Now that was the kind of opening that head coach Barry Trotz expects from his New York Islanders after they came away with a 2-1 victory in Game 1 of the Stanley Cup semifinals in Tampa Bay against the Lightning on Sunday afternoon — not what happened last season.
This is the second-straight season that the Islanders and Lightning are meeting in the Stanley Cup semifinal stage of the postseason, though under much different circumstances.
Eastern Conference teams started their playoffs last year in the Toronto bubble amid the COVID-19 pandemic and after the preliminary round, along with its quarterfinal and semifinal stages, the conference final would be shifted across Canada, 2,000 miles west to Edmonton.
The Lightning thumped the Boston Bruins in the second round in just five games, earning an entire week off before the start of the conference final to pack up, head west, and prepare for their next opponent.
Meanwhile, the Islanders were pushed to seven games by the Philadelphia Flyers and had just one day off to rush to Edmonton and settle in before playing the well-rested, well-prepared Lightning.
The gulf in class and preparation showed in that Game 1 as the Lightning crushed the Islanders 8-2, putting Trotz’s men in a hole they would never claw out of despite stretching the series to six games that included two overtime affairs, a Game 2 loss that saw the Islanders yield the game-winning goal with nine seconds left in regulation. In fact, three of the final four games of the series were decided by three goals or fewer.

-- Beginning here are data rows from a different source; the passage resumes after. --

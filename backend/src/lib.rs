pub mod config;
pub mod db;
pub mod docs;
pub mod error;
pub mod handlers;
pub mod middleware;
pub mod models;
pub mod repositories;
pub mod router;
pub mod services;
pub mod state;
pub mod types;
pub mod utils;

So it was only natural that Sunday’s series opener was decided by a single goal — and that the Islanders looked the far better side for large stretches of the afternoon thanks to proper rest and preparation this time around.
“I thought it was fair. It was fair,” Trotz said of the start of this series. “Last year I didn’t think it was fair. I didn’t like the spot we put ourselves in. Today was reminiscent of Games 2 and 3 and 4 and 5 and 6 last year. Both teams are pretty much the same as last year. We’re pretty similar.
“There hasn’t been any overhaul on both sides. Pretty much what we expected. In some ways, that was good. Being familiar with a team you haven’t played for six months or whatever, was good. Good start for us.”
It’s actually been nine months since the teams last played as the NHL’s 56-game geographically driven schedule limited every team to a slate of games against clubs that were only in their own division — which were specially drawn up by the league for this year only.
Normally there would be some initial tepidness that comes between two teams that haven’t seen each other in all that time. But that wasn’t the case, especially for the Islanders, as they were able to get to their game pretty early.
“I thought there would be a feeling-out process a little bit, at least for a period, maybe half a game,” Trotz said. “It didn’t seem that way. It seemed like both teams were familiar and both teams went at it.”